▶ Task to carry out
Each line below must be printed again exactly.

────────────────────

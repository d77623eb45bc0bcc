//! Apriori frequent itemset mining, with maximal and closed itemset
//! derivation and association rule generation.
//!
//! The miner is brute force: candidates are all combinations of the items
//! still in play at each level, and support is counted by testing every
//! candidate against every transaction.

pub mod apriori;
pub mod candidates;
pub mod closure;
pub mod config;
pub mod dataset;
pub mod domain;
pub mod error;
pub mod generate_rules;
pub mod item;
pub mod itemizer;
pub mod itemset;
pub mod support;
pub mod transaction_reader;

pub use crate::apriori::mine_frequent_itemsets;
pub use crate::closure::{find_closures, Closures};
pub use crate::config::{MinSupport, MiningConfig};
pub use crate::dataset::Dataset;
pub use crate::error::MiningError;
pub use crate::generate_rules::{filter_rules, generate_rules, Rule};
pub use crate::item::Item;
pub use crate::itemizer::Itemizer;
pub use crate::itemset::ItemSet;
pub use crate::support::SupportCounts;

use std::collections::BTreeSet;

/// Everything a run produces, ready for presentation.
#[derive(Clone, Debug)]
pub struct MiningResult {
    pub num_transactions: usize,
    // The support threshold as an absolute transaction count.
    pub min_count: u32,
    pub frequent: SupportCounts,
    pub maximal: BTreeSet<ItemSet>,
    pub closed: BTreeSet<ItemSet>,
    // Every rule, before any confidence filtering.
    pub rules: Vec<Rule>,
}

impl MiningResult {
    // Rules passing the configured minimum confidence.
    pub fn confident_rules(&self, config: &MiningConfig) -> Vec<&Rule> {
        filter_rules(&self.rules, config.min_confidence, 0.0)
    }
}

pub fn mine(dataset: &Dataset, config: &MiningConfig) -> Result<MiningResult, MiningError> {
    config.validate()?;
    let transactions = dataset.transactions();
    let min_count = config.min_support.min_count(transactions.len());
    let frequent = mine_frequent_itemsets(transactions, min_count)?;
    let Closures { maximal, closed } = find_closures(&frequent);
    let rules = generate_rules(&frequent, transactions)?;
    Ok(MiningResult {
        num_transactions: transactions.len(),
        min_count,
        frequent,
        maximal,
        closed,
        rules,
    })
}
use crate::itemset::ItemSet;
use std::io;

#[derive(Debug, thiserror::Error)]
pub enum MiningError {
    #[error("Invalid configuration: {0}")]
    InvalidConfiguration(String),

    #[error("Transaction database contains no transactions; nothing to mine")]
    EmptyDataset,

    // Every subset of a frequent itemset occurs at least as often as the
    // itemset itself, so this only fires if support counting is broken.
    #[error("Itemset {itemset:?} has zero support but is a subset of a frequent itemset")]
    ZeroSupport { itemset: ItemSet },

    #[error("Failed to read transactions: {0}")]
    Io(#[from] io::Error),
}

────────────────────

▶ Written solution
repository d77623eb45bc0bcc
//! Apriori frequent itemset mining, with maximal and closed itemset
//! derivation and association rule generation.
//!
//! The miner is brute force: candidates are all combinations of the items
//! still in play at each level, and support is counted by testing every
//! candidate against every transaction.

pub mod apriori;
pub mod candidates;
pub mod closure;
pub mod config;
pub mod dataset;
pub mod domain;
pub mod error;
pub mod generate_rules;
pub mod item;
pub mod itemizer;
pub mod itemset;
pub mod support;
pub mod transaction_reader;

pub use crate::apriori::mine_frequent_itemsets;
pub use crate::closure::{find_closures, Closures};
pub use crate::config::{MinSupport, MiningConfig};
pub use crate::dataset::Dataset;
pub use crate::error::MiningError;
pub use crate::generate_rules::{filter_rules, generate_rules, Rule};
pub use crate::item::Item;
pub use crate::itemizer::Itemizer;
pub use crate::itemset::ItemSet;
pub use crate::support::SupportCounts;

use std::collections::BTreeSet;

/// Everything a run produces, ready for presentation.
#[derive(Clone, Debug)]
pub struct MiningResult {
    pub num_transactions: usize,
    // The support threshold as an absolute transaction count.
    pub min_count: u32,
    pub frequent: SupportCounts,
    pub maximal: BTreeSet<ItemSet>,
    pub closed: BTreeSet<ItemSet>,
    // Every rule, before any confidence filtering.
    pub rules: Vec<Rule>,
}

impl MiningResult {
    // Rules passing the configured minimum confidence.
    pub fn confident_rules(&self, config: &MiningConfig) -> Vec<&Rule> {
        filter_rules(&self.rules, config.min_confidence, 0.0)
    }
}

pub fn mine(dataset: &Dataset, config: &MiningConfig) -> Result<MiningResult, MiningError> {
    config.validate()?;
    let transactions = dataset.transactions();
    let min_count = config.min_support.min_count(transactions.len());
    let frequent = mine_frequent_itemsets(transactions, min_count)?;
    let Closures { maximal, closed } = find_closures(&frequent);
    let rules = generate_rules(&frequent, transactions)?;
    Ok(MiningResult {
        num_transactions: transactions.len(),
        min_count,
        frequent,
        maximal,
        closed,
        rules,
    })
}
use crate::itemset::ItemSet;
use std::io;

#[derive(Debug, thiserror::Error)]
pub enum MiningError {
    #[error("Invalid configuration: {0}")]
    InvalidConfiguration(String),

    #[error("Transaction database contains no transactions; nothing to mine")]
    EmptyDataset,

    // Every subset of a frequent itemset occurs at least as often as the
    // itemset itself, so this only fires if support counting is broken.
    #[error("Itemset {itemset:?} has zero support but is a subset of a frequent itemset")]
    ZeroSupport { itemset: ItemSet },

    #[error("Failed to read transactions: {0}")]
    Io(#[from] io::Error),
}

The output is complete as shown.